Your Practice Administrative Costs: What’s Your Cost of Getting Paid? Part II
As mentioned in yesterday’s post, Your Practice Administrative Costs: What’s Your Cost of Getting Paid? Part I, major expenses for all practices (especially in dealing with tightly managed care plans) are additional staff salaries and benefits for dealing with the prior authorizations, multiple plans, billing forms, policies, claims procedures and adjudication rules offered by each insurer.
In general, reports indicate that on average 0.67 non-clinical full time employees (FTEs) are dedicated to billing and insurance related matters (Woolhandler). Recent reports suggest that medical staff including medical assistants spend 20.6 hours per physician a week interacting with payers in the U.S. Prior authorizations alone consumed about 13 of these hours. This is in comparison to a total of 2.5 hours in Canada, mainly because they have a single payer system. In addition, clerical staff in a physician office spent over 53 hours a week per physician compared to 15.9 hours in Canada. When converted to U.S dollars this was calculated at $82,975 per year per physician in the U.S compared to $20,410 in Canada.
The time spent on administrative issues is not restricted to outpatients. In inpatients, a 1993 study of nurses at a hospital in Illinois found the staff spent about 40 percent of their time on patient care; the rest was consumed by administrative issues and communication and coordination.
Administrative costs are also a problem for insurance companies. Supporters of “Medicare for all” like to point to the absence of marketing, sales or commission costs and economies of scale and hence the often quoted figure of 2-3% administrative costs associated with Medicare. The problem with that number is that it does not include the cost of collecting premiums (done through the Internal Revenue Service), Medicare billing (outsourced to private insurance carriers) or even legal costs of defending legal actions by providers and others (done through the Attorney General’s Office). The rough guess is that true expenses, if spending by other government agencies is included, are between 6-8%.
What about the administrative costs of private insurance carriers? The Congressional Budget Office estimated that about 12% of the average insurer’s dollar is spent on administrative costs, although they ranged from 7-23%. Others have quoted a 14-22% figure. The stated reason for higher costs for private insurers is marketing costs, profits, executive salaries etc. These figures seem stacked against private insurers. However, if costs per beneficiary are calculated, Medicare costs were $509 and private insurer costs were $453/beneficiary in 2005. In fact, the McKinsey Global Institute reporting CMS data contends that Medicare per enrollee annual cost have risen 30% from 2003 to 2006 ($211 to $468). Therefore, some experts put Medicare administrative costs at 12.3% and therefore higher compared to private carriers.

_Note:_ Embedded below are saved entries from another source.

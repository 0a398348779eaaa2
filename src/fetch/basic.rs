use super::client::HttpClient;
use async_trait::async_trait;

/// Plain `reqwest` client with no extra request decoration.
pub struct BasicClient(reqwest::Client);

impl BasicClient {
    pub fn new() -> Self {
        Self(reqwest::Client::new())
    }
}

impl Default for BasicClient {
    fn default() -> Self {
        Self::new()
    }
}

#[async_trait]
impl HttpClient for BasicClient {
    async fn execute(&self, req: reqwest::Request) -> reqwest::Result<reqwest::Response> {
        self.0.execute(req).await
    }
}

Some argue that there are certain benefits to having multiple payers. Insurers get to compete in offering better products and at a lower price. Not that we have actually seen this yet! Then, another advantage is said to be curtailment of inappropriate care. We all know that inappropriate care still exists.
Some common sense steps
There are organizations such as the Healthcare Administrative Simplification Coalition trying to simplify the tortuous process. However, some common sense steps come to mind. These include:
- Standardization of insurance, claim and other forms, billing and prior authorization procedures should be required.
- Credentialing should be done through a single agency for all insurers.
- Have a uniform formulary framework.
- All communications must be electronic.
- Verification of patient eligibility must be instantaneous, electronically available and uniform for all insurers.
It is not just the economic consequences that have physicians struggling to stay afloat. The emotional costs of dealing with the increasing complexities of administration and the world of insurance and billing are impossible to ascertain. Undoubtedly, this effect shows up in the dissatisfaction score on most physician surveys. Although electronic medical records should alleviate some of the difficulties outlined, the data confirming the beneficial effects is mixed. All physicians, their staff and their professional organizations should impress on their local politicians the tremendous burden administrative costs place on their practices.